■ **WHAT TO PRODUCE**
Write out exactly the lines below that run from the one containing "let mut ids: Vec<DbId> = state" through the one containing "impl EmailLedger for", both included, with no other lines.

Source records
::::::::
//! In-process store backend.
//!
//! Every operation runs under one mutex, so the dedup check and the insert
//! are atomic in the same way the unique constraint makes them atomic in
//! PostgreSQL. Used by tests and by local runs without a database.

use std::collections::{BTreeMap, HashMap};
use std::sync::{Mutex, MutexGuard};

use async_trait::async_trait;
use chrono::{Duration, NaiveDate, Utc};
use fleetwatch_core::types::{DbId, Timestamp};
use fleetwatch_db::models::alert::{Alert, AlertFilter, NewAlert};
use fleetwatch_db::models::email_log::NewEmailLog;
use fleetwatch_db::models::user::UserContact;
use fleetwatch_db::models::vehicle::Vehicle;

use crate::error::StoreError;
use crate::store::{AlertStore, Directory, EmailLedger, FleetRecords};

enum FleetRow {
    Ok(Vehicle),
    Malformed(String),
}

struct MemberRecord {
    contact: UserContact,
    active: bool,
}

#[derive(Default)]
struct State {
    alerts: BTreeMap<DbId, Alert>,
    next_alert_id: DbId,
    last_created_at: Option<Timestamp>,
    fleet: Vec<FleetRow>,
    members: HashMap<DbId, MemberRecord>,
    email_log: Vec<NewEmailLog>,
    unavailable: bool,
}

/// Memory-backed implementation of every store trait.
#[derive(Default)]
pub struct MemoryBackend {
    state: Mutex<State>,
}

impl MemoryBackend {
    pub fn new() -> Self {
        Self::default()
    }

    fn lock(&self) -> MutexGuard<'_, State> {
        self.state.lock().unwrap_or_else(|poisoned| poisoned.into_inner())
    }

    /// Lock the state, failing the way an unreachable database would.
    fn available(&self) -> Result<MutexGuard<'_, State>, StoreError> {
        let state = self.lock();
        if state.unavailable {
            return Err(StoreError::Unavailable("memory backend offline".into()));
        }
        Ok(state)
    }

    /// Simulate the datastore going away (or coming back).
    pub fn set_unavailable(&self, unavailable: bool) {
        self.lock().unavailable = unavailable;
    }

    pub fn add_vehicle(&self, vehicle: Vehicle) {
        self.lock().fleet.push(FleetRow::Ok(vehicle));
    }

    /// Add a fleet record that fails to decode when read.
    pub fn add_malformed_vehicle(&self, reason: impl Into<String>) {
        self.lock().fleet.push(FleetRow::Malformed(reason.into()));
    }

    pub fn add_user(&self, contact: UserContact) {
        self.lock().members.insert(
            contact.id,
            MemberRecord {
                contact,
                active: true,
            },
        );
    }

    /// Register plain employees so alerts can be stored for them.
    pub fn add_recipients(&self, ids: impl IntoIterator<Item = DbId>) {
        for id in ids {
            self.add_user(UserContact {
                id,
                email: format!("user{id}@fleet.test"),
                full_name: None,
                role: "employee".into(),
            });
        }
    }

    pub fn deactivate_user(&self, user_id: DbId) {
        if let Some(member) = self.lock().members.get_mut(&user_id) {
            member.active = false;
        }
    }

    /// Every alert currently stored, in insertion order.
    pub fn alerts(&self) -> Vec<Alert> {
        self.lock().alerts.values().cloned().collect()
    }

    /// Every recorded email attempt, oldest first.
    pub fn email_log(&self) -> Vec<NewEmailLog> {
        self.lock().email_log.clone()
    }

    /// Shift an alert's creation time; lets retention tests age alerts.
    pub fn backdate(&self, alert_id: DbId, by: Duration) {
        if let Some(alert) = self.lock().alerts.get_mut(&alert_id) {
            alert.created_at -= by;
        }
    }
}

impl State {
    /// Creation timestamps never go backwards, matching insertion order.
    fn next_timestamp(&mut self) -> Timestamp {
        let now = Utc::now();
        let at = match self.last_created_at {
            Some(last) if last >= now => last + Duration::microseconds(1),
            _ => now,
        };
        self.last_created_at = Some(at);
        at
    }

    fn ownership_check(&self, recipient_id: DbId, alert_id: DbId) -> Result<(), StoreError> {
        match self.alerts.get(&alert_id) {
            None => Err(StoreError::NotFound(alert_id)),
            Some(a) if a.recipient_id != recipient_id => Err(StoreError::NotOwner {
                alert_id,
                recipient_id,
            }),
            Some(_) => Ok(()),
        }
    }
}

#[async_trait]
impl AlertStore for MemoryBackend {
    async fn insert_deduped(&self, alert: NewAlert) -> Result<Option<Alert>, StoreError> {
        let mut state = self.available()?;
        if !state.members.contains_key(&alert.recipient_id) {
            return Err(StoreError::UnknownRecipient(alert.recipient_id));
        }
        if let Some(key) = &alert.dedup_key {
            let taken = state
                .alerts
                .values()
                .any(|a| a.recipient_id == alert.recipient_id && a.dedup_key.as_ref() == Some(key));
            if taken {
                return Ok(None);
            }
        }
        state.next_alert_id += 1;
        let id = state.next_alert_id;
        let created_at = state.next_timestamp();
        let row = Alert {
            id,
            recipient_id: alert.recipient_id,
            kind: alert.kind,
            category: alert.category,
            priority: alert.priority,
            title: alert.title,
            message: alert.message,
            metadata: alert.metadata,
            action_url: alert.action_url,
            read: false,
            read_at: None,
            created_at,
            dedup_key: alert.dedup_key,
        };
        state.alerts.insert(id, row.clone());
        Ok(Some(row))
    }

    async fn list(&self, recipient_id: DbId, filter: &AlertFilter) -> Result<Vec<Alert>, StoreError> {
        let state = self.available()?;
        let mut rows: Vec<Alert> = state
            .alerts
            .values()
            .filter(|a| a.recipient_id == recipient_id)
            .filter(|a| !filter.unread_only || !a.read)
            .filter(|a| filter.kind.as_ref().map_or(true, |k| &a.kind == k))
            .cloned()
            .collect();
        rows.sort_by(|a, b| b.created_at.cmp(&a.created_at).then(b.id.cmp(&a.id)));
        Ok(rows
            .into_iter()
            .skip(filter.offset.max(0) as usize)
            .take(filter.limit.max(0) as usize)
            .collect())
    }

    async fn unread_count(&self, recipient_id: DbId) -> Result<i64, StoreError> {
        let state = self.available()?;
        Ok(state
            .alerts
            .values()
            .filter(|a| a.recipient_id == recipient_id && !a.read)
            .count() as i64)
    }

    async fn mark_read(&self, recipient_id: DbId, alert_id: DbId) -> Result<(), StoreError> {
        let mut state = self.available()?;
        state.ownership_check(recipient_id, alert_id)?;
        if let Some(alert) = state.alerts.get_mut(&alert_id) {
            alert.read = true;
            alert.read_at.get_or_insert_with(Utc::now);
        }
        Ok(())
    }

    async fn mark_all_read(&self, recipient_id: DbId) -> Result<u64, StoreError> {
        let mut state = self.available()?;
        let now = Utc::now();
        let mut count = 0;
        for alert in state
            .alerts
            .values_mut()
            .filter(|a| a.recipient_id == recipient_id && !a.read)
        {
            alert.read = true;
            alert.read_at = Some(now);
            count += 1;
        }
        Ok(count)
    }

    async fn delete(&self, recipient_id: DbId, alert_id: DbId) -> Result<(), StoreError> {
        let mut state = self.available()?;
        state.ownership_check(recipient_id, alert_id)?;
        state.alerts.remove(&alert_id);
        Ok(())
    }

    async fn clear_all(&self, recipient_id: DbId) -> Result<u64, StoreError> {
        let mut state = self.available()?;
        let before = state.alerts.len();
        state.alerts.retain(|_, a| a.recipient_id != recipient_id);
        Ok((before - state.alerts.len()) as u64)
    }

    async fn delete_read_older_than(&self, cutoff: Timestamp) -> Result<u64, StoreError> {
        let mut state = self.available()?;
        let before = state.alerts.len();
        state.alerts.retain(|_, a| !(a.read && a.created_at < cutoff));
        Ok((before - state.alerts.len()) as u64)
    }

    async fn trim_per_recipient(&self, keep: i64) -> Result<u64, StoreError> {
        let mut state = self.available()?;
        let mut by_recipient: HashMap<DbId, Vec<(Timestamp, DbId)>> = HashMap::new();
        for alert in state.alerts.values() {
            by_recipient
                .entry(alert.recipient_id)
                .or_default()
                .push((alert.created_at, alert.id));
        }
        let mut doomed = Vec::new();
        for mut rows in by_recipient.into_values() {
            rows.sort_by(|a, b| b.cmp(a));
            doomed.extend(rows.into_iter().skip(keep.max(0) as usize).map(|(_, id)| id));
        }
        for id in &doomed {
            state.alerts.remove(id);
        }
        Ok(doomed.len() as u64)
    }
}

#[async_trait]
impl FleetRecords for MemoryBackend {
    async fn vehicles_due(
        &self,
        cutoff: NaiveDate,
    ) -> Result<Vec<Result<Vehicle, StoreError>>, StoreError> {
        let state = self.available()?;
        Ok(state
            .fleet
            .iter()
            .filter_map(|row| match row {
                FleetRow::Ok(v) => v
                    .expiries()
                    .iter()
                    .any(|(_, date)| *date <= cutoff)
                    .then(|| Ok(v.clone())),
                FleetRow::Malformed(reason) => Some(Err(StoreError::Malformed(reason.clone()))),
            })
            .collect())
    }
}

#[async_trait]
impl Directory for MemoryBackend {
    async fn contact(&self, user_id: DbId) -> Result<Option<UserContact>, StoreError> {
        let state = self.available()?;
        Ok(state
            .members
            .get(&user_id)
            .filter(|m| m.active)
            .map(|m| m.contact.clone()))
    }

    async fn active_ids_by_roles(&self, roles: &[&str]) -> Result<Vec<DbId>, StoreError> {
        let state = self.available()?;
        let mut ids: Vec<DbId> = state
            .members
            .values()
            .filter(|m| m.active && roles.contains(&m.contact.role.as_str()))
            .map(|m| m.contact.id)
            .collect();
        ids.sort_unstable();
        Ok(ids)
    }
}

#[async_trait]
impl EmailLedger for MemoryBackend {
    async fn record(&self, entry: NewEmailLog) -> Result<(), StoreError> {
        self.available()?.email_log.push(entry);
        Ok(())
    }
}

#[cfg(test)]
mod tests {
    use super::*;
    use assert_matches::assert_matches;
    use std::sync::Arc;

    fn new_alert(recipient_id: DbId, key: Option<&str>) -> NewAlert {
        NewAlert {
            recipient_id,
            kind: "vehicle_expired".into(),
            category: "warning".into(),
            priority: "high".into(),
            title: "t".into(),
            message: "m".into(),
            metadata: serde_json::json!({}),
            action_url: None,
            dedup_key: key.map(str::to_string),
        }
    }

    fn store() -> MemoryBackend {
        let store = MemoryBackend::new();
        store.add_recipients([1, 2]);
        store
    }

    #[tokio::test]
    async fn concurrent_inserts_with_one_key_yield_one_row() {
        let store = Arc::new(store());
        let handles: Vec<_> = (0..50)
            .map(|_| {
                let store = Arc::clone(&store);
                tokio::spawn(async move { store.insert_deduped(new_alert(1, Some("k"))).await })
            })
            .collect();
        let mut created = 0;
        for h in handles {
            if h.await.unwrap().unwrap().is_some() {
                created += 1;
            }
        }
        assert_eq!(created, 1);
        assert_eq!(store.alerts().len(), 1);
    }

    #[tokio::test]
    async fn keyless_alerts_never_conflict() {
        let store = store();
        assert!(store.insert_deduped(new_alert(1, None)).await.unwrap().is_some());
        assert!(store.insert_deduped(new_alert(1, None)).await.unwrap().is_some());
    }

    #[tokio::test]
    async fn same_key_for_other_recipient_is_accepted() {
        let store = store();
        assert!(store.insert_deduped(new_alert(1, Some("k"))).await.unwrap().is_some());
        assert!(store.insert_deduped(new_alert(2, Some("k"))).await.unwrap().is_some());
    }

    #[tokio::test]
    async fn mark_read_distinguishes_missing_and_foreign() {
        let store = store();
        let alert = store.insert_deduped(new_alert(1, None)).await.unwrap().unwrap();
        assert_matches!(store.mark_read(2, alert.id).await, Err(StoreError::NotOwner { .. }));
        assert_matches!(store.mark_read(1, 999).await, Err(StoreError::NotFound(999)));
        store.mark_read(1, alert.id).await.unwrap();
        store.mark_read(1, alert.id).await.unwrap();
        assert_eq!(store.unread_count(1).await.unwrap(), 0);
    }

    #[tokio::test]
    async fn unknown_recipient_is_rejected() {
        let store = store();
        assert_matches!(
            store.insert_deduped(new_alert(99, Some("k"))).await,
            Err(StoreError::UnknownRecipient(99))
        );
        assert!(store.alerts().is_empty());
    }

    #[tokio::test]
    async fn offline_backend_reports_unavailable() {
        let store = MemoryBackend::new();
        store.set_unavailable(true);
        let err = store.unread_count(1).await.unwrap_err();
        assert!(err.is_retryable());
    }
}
::::::::
■ **EXERCISE RESULT**
        let mut ids: Vec<DbId> = state
            .members
            .values()
            .filter(|m| m.active && roles.contains(&m.contact.role.as_str()))
            .map(|m| m.contact.id)
            .collect();
        ids.sort_unstable();
        Ok(ids)
    }
}

#[async_trait]
impl EmailLedger for MemoryBackend {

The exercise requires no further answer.